EXERCISE - In these records, how many lines contain "trait"? Please reply with the number only.

ENTRIES PROVIDED -
//! Ctrl-C handling for the whole command.
//!
//! Running subprocesses see the first Ctrl-C themselves and wind down, which
//! lets the pipeline aggregate their failures and clean up. The command is
//! only abandoned if it has not finished after a grace period, or on a second
//! Ctrl-C.

use std::time::Duration;
use tokio::signal;

/// How long a command may take to stop after the first Ctrl-C.
pub const GRACE_PERIOD: Duration = Duration::from_secs(5);

async fn ctrl_c() {
    if let Err(e) = signal::ctrl_c().await {
        tracing::warn!(error = %e, "Failed to install Ctrl-C handler");
        std::future::pending::<()>().await;
    }
}

/// Resolves once the command should be abandoned.
pub async fn forced_shutdown(grace: Duration) {
    ctrl_c().await;
    tracing::warn!(
        grace_ms = u64::try_from(grace.as_millis()).unwrap_or(u64::MAX),
        "Interrupted, waiting for running tools to stop"
    );

    tokio::select! {
        () = ctrl_c() => tracing::warn!("Second interrupt, exiting"),
        () = tokio::time::sleep(grace) => tracing::warn!("Tools did not stop in time, exiting"),
    }
}
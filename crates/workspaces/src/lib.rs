//! Workspace discovery and dependency batching for toolrig.
//!
//! This crate discovers the packages of a JavaScript-style monorepo and
//! orders them for execution.
//!
//! # Workspace Discovery
//!
//! - [`PackageJsonDiscovery`] - `workspaces` field of `package.json` (npm, Bun, Yarn)
//! - [`PnpmWorkspaceDiscovery`] - `pnpm-workspace.yaml`
//! - [`discover_workspace`] - picks whichever declaration exists
//!
//! Member directories with a missing or malformed `package.json`, or without
//! a `name`, are silently skipped so that one broken member does not block
//! the rest of the workspace.
//!
//! # Batching
//!
//! [`resolve_batches`] turns a package set into dependency batches using
//! [`toolrig_graph::PackageGraph`].
//!
//! ```rust,ignore
//! use toolrig_workspaces::{discover_workspace, resolve_batches};
//!
//! let workspace = discover_workspace(root)?;
//! for batch in resolve_batches(&workspace.packages, true)? {
//!     // packages in `batch` may run concurrently
//! }
//! ```

pub mod batches;
pub mod discovery;
pub mod error;
pub mod manifest;
pub mod types;

pub use batches::resolve_batches;
pub use discovery::{
    PackageJsonDiscovery, PnpmWorkspaceDiscovery, WorkspaceDiscovery, discover_workspace,
    has_workspace_declarations, resolve_glob_patterns,
};
pub use error::{Error, Result};
pub use manifest::{PackageManifest, WorkspacesField};
pub use types::{PackageManager, Workspace, WorkspacePackage, short_name};
//! Dependency batching for workspace packages.

use crate::error::Result;
use crate::types::WorkspacePackage;
use toolrig_graph::PackageGraph;

/// Orders packages into dependency batches.
///
/// With `graph` disabled, a single batch holds every package in its original
/// order. Otherwise batch N only contains packages whose same-workspace
/// dependencies live in batches `< N`; cycles degrade to a shared batch.
///
/// # Errors
///
/// Returns an error if two packages share a name.
pub fn resolve_batches(
    packages: &[WorkspacePackage],
    graph: bool,
) -> Result<Vec<Vec<WorkspacePackage>>> {
    if packages.is_empty() {
        return Ok(vec![]);
    }

    if !graph {
        return Ok(vec![packages.to_vec()]);
    }

    let graph = PackageGraph::from_packages(packages.iter().cloned())?;
    Ok(graph
        .batches()
        .into_iter()
        .map(|batch| batch.into_iter().map(|node| node.package).collect())
        .collect())
}

#[cfg(test)]
mod tests {
    use super::*;

    fn names(batches: &[Vec<WorkspacePackage>]) -> Vec<Vec<&str>> {
        batches
            .iter()
            .map(|b| b.iter().map(|p| p.name.as_str()).collect())
            .collect()
    }

    #[test]
    fn test_core_then_util() {
        let packages = vec![
            WorkspacePackage::new("core", "/repo/packages/core"),
            WorkspacePackage::new("util", "/repo/packages/util").with_dependency("core", "^1.0.0"),
        ];

        let batches = resolve_batches(&packages, true).unwrap();
        assert_eq!(names(&batches), vec![vec!["core"], vec!["util"]]);
    }

    #[test]
    fn test_graph_disabled_keeps_original_order() {
        let packages = vec![
            WorkspacePackage::new("util", "/repo/util").with_dependency("core", "*"),
            WorkspacePackage::new("core", "/repo/core"),
        ];

        let batches = resolve_batches(&packages, false).unwrap();
        assert_eq!(names(&batches), vec![vec!["util", "core"]]);
    }

    #[test]
    fn test_peer_and_dev_dependencies_count() {
        let mut app = WorkspacePackage::new("app", "/repo/app");
        app.peer_dependencies.insert("ui".into(), "*".into());
        let mut ui = WorkspacePackage::new("ui", "/repo/ui");
        ui.dev_dependencies.insert("tokens".into(), "*".into());
        let tokens = WorkspacePackage::new("tokens", "/repo/tokens");

        let batches = resolve_batches(&[app, ui, tokens], true).unwrap();
        assert_eq!(names(&batches), vec![vec!["tokens"], vec!["ui"], vec!["app"]]);
    }

    #[test]
    fn test_duplicate_names_fail() {
        let packages = vec![
            WorkspacePackage::new("dup", "/a"),
            WorkspacePackage::new("dup", "/b"),
        ];
        assert!(resolve_batches(&packages, true).is_err());
    }
}
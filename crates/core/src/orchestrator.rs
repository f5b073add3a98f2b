//! Configure-then-execute orchestration across a project or its workspaces.

use crate::cleanup;
use crate::config::{self, ConfigArtifact};
use crate::context::{ExecutionArgs, ExecutionContext};
use crate::driver::{ConfigStrategy, DriverRegistry, SharedDriver, WorkspaceStrategy};
use crate::exec::{CommandRoutine, ExecOptions, ExecOutput};
use crate::pattern::is_match;
use crate::pipeline::{ExecutionUnit, RunOutcome, run_pipeline};
use crate::settings::ToolSettings;
use crate::{Error, Result};
use std::path::{Path, PathBuf};
use toolrig_workspaces::{WorkspacePackage, discover_workspace, has_workspace_declarations};

/// A project, its settings and the drivers available to it.
#[derive(Debug, Clone)]
pub struct Tool {
    root: PathBuf,
    settings: ToolSettings,
    registry: DriverRegistry,
}

impl Tool {
    /// Tool for `root`, with drivers defined by `settings`.
    #[must_use]
    pub fn new(root: impl Into<PathBuf>, settings: ToolSettings) -> Self {
        let registry = DriverRegistry::from_settings(&settings);
        Self {
            root: root.into(),
            settings,
            registry,
        }
    }

    /// Load `.config/toolrig.toml` under `root`.
    ///
    /// # Errors
    ///
    /// Returns an error if the settings file is invalid.
    pub fn load(root: impl Into<PathBuf>) -> Result<Self> {
        let root = root.into();
        let settings = ToolSettings::load(&root)?;
        Ok(Self::new(root, settings))
    }

    /// Use `registry`, with settings overrides applied on top of it.
    #[must_use]
    pub fn with_registry(mut self, mut registry: DriverRegistry) -> Self {
        registry.apply_settings(&self.settings);
        self.registry = registry;
        self
    }

    /// Project root.
    #[must_use]
    pub fn root(&self) -> &Path {
        &self.root
    }

    /// Loaded settings.
    #[must_use]
    pub fn settings(&self) -> &ToolSettings {
        &self.settings
    }

    /// Available drivers.
    #[must_use]
    pub fn registry(&self) -> &DriverRegistry {
        &self.registry
    }

    /// Fresh context for one command.
    #[must_use]
    pub fn context(&self, args: ExecutionArgs) -> ExecutionContext {
        ExecutionContext::new(&self.root, args)
    }

    /// Materialize configs for `drivers` and everything they depend on.
    ///
    /// Dependencies are configured before the drivers that need them. The
    /// resolved drivers are added to `ctx.drivers`.
    ///
    /// # Errors
    ///
    /// Returns an error for an unknown driver or a failed config resolution.
    pub async fn configure<S: AsRef<str>>(
        &self,
        ctx: &mut ExecutionContext,
        drivers: &[S],
        strategy: Option<ConfigStrategy>,
    ) -> Result<Vec<ConfigArtifact>> {
        let closure = self.registry.resolve_closure(drivers)?;
        for (name, driver) in &closure {
            ctx.drivers
                .entry(name.clone())
                .or_insert_with(|| SharedDriver::clone(driver));
        }

        let mut artifacts = Vec::new();
        for driver in closure.values().rev() {
            if let Some(artifact) = config::resolve_config(ctx, driver, &self.settings, strategy).await? {
                artifacts.push(artifact);
            }
        }

        tracing::info!(
            drivers = closure.len(),
            artifacts = artifacts.len(),
            "Configured drivers"
        );
        Ok(artifacts)
    }

    /// Configure `name`, run it, then clean up per the cleanup policy.
    ///
    /// # Errors
    ///
    /// Returns configuration errors before anything runs, or
    /// [`Error::Aggregate`] if any execution unit failed.
    pub async fn run_driver(
        &self,
        ctx: &mut ExecutionContext,
        name: &str,
    ) -> Result<RunOutcome<ExecOutput>> {
        let result = self.configure_and_execute(ctx, name).await;

        if self.settings.configure.cleanup.should_run(result.is_err()) {
            match cleanup::cleanup(ctx).await {
                Ok(removed) => tracing::debug!(removed, "Removed generated config files"),
                Err(e) => tracing::warn!(error = %e, "Cleanup did not complete"),
            }
        }

        result
    }

    async fn configure_and_execute(
        &self,
        ctx: &mut ExecutionContext,
        name: &str,
    ) -> Result<RunOutcome<ExecOutput>> {
        self.configure(ctx, &[name], None).await?;
        let driver = self.registry.get(name)?;
        let routine = CommandRoutine::new(SharedDriver::clone(&driver), &self.settings.execute);

        let concurrency = ctx
            .args
            .concurrency
            .unwrap_or(self.settings.execute.concurrency);
        let graph = ctx.args.graph.unwrap_or(self.settings.execute.graph);

        let Some(pattern) = ctx.args.workspace_filter().map(str::to_string) else {
            return self.run_single(ctx, &routine, concurrency).await;
        };

        if !has_workspace_declarations(&ctx.root) {
            return Err(toolrig_workspaces::Error::NoWorkspaceDeclarations {
                root: ctx.root.clone(),
            }
            .into());
        }

        let workspace = discover_workspace(&ctx.root)?;
        let matched: Vec<&WorkspacePackage> = workspace
            .packages
            .iter()
            .filter(|package| is_match(&package.name, &pattern))
            .collect();

        if matched.is_empty() {
            tracing::warn!(pattern = %pattern, "No workspace packages match");
            return Ok(RunOutcome::Workspace(Vec::new()));
        }
        tracing::info!(
            driver = %name,
            packages = matched.len(),
            graph,
            concurrency,
            "Running in workspaces"
        );

        let mut units = Vec::new();
        for package in &matched {
            let package_ctx = ctx.for_package(package);
            for extra in unit_argvs(&ctx.args) {
                units.push(package_unit(&routine, package_ctx.clone(), &package.name, extra));
            }
        }

        let result = run_pipeline(units, &workspace.packages, graph, concurrency).await;

        if driver.metadata().workspace_strategy == WorkspaceStrategy::Copy {
            record_package_copies(ctx, &matched);
        }

        result.map(RunOutcome::Workspace)
    }

    async fn run_single(
        &self,
        ctx: &ExecutionContext,
        routine: &CommandRoutine,
        concurrency: usize,
    ) -> Result<RunOutcome<ExecOutput>> {
        let key = ctx.unit_name();
        let units: Vec<_> = unit_argvs(&ctx.args)
            .into_iter()
            .map(|extra| package_unit(routine, ctx.clone(), &key, extra))
            .collect();
        let single = units.len() == 1;

        let mut results = run_pipeline(units, &[], false, concurrency).await?;
        match results.pop() {
            Some(result) if single => Ok(RunOutcome::Single(result)),
            Some(result) => {
                results.push(result);
                Ok(RunOutcome::Workspace(results))
            }
            None => Err(Error::configuration("No execution unit produced a result")),
        }
    }
}

/// One argv per unit: the plain invocation plus one per `--parallel` value.
fn unit_argvs(args: &ExecutionArgs) -> Vec<Vec<String>> {
    std::iter::once(Vec::new())
        .chain(args.parallel.iter().cloned())
        .collect()
}

fn package_unit(
    routine: &CommandRoutine,
    ctx: ExecutionContext,
    key: &str,
    additional_args: Vec<String>,
) -> ExecutionUnit<ExecOutput> {
    let routine = routine.clone().with_options(ExecOptions {
        additional_args,
        ..ExecOptions::default()
    });
    ExecutionUnit::new(key, async move { routine.run(&ctx).await })
}

/// Record the per-package copies of root artifacts so cleanup removes them.
fn record_package_copies(ctx: &mut ExecutionContext, packages: &[&WorkspacePackage]) {
    let copies: Vec<_> = ctx
        .config_paths
        .iter()
        .filter_map(|artifact| {
            let file_name = artifact.path.file_name()?;
            Some((artifact.driver.clone(), file_name.to_os_string()))
        })
        .flat_map(|(driver, file_name)| {
            packages
                .iter()
                .map(move |package| (driver.clone(), package.path.join(&file_name)))
        })
        .collect();

    for (driver, path) in copies {
        ctx.add_config_path(driver, path);
    }
}
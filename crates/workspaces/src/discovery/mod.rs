//! Workspace discovery implementations.
//!
//! This module provides implementations of the [`WorkspaceDiscovery`] trait for
//! discovering workspace packages from:
//! - `package.json` `workspaces` (npm, Bun, Yarn)
//! - `pnpm-workspace.yaml` (pnpm)
//!
//! [`discover_workspace`] picks the right implementation for a root.

use crate::error::{Error, Result};
use crate::manifest::PackageManifest;
use crate::types::{Workspace, WorkspacePackage};
use glob::Pattern;
use serde::de::DeserializeOwned;
use std::collections::HashSet;
use std::fs;
use std::path::{Path, PathBuf};
use walkdir::WalkDir;

pub mod package_json;
pub mod pnpm_workspace;

pub use package_json::PackageJsonDiscovery;
pub use pnpm_workspace::PnpmWorkspaceDiscovery;

/// Discovers workspace packages from a root directory.
///
/// Implementations handle the package-manager-specific declaration file;
/// member manifests are always `package.json`.
pub trait WorkspaceDiscovery {
    /// Discovers the complete workspace from a root directory.
    ///
    /// # Errors
    ///
    /// Returns an error if the declaration file is missing or invalid, or if
    /// member manifests cannot be read.
    fn discover(&self, root: &Path) -> Result<Workspace>;

    /// Member glob patterns declared at `root`, or `None` if this discovery
    /// finds no declaration there.
    ///
    /// # Errors
    ///
    /// Returns an error if the declaration file exists but cannot be parsed.
    fn declared_patterns(&self, root: &Path) -> Result<Option<Vec<String>>>;
}

/// Discovers the workspace at `root`, preferring `pnpm-workspace.yaml` over
/// the `workspaces` field of `package.json`.
///
/// # Errors
///
/// Returns [`Error::NoWorkspaceDeclarations`] if neither declaration exists,
/// or any error raised while loading member manifests.
pub fn discover_workspace(root: &Path) -> Result<Workspace> {
    if PnpmWorkspaceDiscovery.declared_patterns(root)?.is_some() {
        return PnpmWorkspaceDiscovery.discover(root);
    }
    if PackageJsonDiscovery.declared_patterns(root)?.is_some() {
        return PackageJsonDiscovery.discover(root);
    }
    Err(Error::NoWorkspaceDeclarations {
        root: root.to_path_buf(),
    })
}

/// Whether `root` declares any workspaces.
#[must_use]
pub fn has_workspace_declarations(root: &Path) -> bool {
    [
        PnpmWorkspaceDiscovery.declared_patterns(root),
        PackageJsonDiscovery.declared_patterns(root),
    ]
    .into_iter()
    .any(|patterns| matches!(patterns, Ok(Some(p)) if !p.is_empty()))
}

/// Loads every valid member under the given glob patterns.
///
/// # Tolerant Validation Behavior
///
/// Directories without a `package.json`, with invalid JSON, or with no
/// `name` field are silently skipped. Only I/O errors are propagated.
pub(crate) fn load_members(root: &Path, patterns: &[String]) -> Result<Vec<WorkspacePackage>> {
    let mut packages = Vec::new();

    for path in resolve_glob_patterns(root, patterns, &[])? {
        let manifest_path = path.join("package.json");
        if !manifest_path.exists() {
            continue;
        }

        let manifest = match PackageManifest::load(&manifest_path) {
            Ok(manifest) => manifest,
            Err(Error::Json { .. }) => {
                tracing::debug!(path = %manifest_path.display(), "Skipping invalid package.json");
                continue;
            }
            Err(e) => return Err(e),
        };

        let Some(name) = manifest.name else {
            continue;
        };

        packages.push(WorkspacePackage {
            name,
            path,
            manifest_path,
            version: manifest.version,
            dependencies: manifest.dependencies,
            peer_dependencies: manifest.peer_dependencies,
            dev_dependencies: manifest.dev_dependencies,
            priority: manifest.workspace.and_then(|w| w.priority),
        });
    }

    Ok(packages)
}

/// Resolves glob patterns to find directories, handling exclusions.
///
/// # Arguments
///
/// * `root` - The root directory to resolve patterns from.
/// * `patterns` - List of glob patterns to match (e.g., "packages/*").
/// * `exclusions` - List of glob patterns to exclude (e.g., "packages/excluded").
///   Note: Patterns starting with "!" in the `patterns` list are also treated as exclusions.
///
/// # Returns
///
/// A sorted list of unique, absolute paths (rooted under `root`) that match the
/// patterns and are not excluded.
///
/// # Errors
///
/// Returns an error if a pattern is malformed.
pub fn resolve_glob_patterns(
    root: &Path,
    patterns: &[String],
    exclusions: &[String],
) -> Result<Vec<PathBuf>> {
    let mut matched_paths = HashSet::new();
    let mut inclusion_patterns = Vec::new();
    let mut exclusion_patterns = Vec::new();

    let compile = |p: &str| {
        Pattern::new(p).map_err(|e| Error::InvalidWorkspaceConfig {
            path: root.to_path_buf(),
            message: format!("invalid workspace pattern '{p}': {e}"),
        })
    };

    for p in exclusions {
        exclusion_patterns.push(compile(p)?);
    }

    for p in patterns {
        if let Some(stripped) = p.strip_prefix('!') {
            exclusion_patterns.push(compile(stripped)?);
        } else {
            inclusion_patterns.push(compile(p.trim_end_matches('/'))?);
        }
    }

    let walker = WalkDir::new(root).follow_links(false);

    for entry in walker
        .into_iter()
        .filter_entry(|e| {
            let name = e.file_name().to_str().unwrap_or("");
            // Prune heavy directories
            !matches!(name, "node_modules" | ".git" | "target" | "dist")
        })
        .filter_map(std::result::Result::ok)
    {
        if !entry.file_type().is_dir() {
            continue;
        }

        let path = entry.path();
        if path == root {
            continue;
        }

        let Ok(rel_path) = path.strip_prefix(root) else {
            continue;
        };

        if exclusion_patterns.iter().any(|p| p.matches_path(rel_path)) {
            continue;
        }

        if inclusion_patterns.iter().any(|p| p.matches_path(rel_path)) {
            matched_paths.insert(path.to_path_buf());
        }
    }

    let mut result: Vec<PathBuf> = matched_paths.into_iter().collect();
    result.sort();
    Ok(result)
}

/// Reads and parses a JSON file.
///
/// # Errors
///
/// Returns an error if the file cannot be read or parsed as valid JSON.
pub fn read_json_file<T: DeserializeOwned>(path: &Path) -> Result<T> {
    let content = fs::read_to_string(path).map_err(|e| Error::Io {
        source: e,
        path: Some(path.to_path_buf()),
        operation: "reading json file".to_string(),
    })?;

    serde_json::from_str(&content).map_err(|e| Error::Json {
        source: e,
        path: Some(path.to_path_buf()),
    })
}

/// Reads and parses a YAML file.
///
/// # Errors
///
/// Returns an error if the file cannot be read or parsed as valid YAML.
pub fn read_yaml_file<T: DeserializeOwned>(path: &Path) -> Result<T> {
    let content = fs::read_to_string(path).map_err(|e| Error::Io {
        source: e,
        path: Some(path.to_path_buf()),
        operation: "reading yaml file".to_string(),
    })?;

    serde_yaml::from_str(&content).map_err(|e| Error::Yaml {
        source: e,
        path: Some(path.to_path_buf()),
    })
}
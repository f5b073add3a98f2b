//! Error types for package graph operations.

use thiserror::Error;

/// Result type for package graph operations.
pub type Result<T> = std::result::Result<T, Error>;

/// Errors that can occur while building a package graph.
#[derive(Debug, Clone, Error)]
pub enum Error {
    /// Two packages in the same set share a name.
    #[error("Package '{name}' is declared more than once in the workspace")]
    DuplicatePackage {
        /// The duplicated package name.
        name: String,
    },
}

SOLVED EXERCISE - 2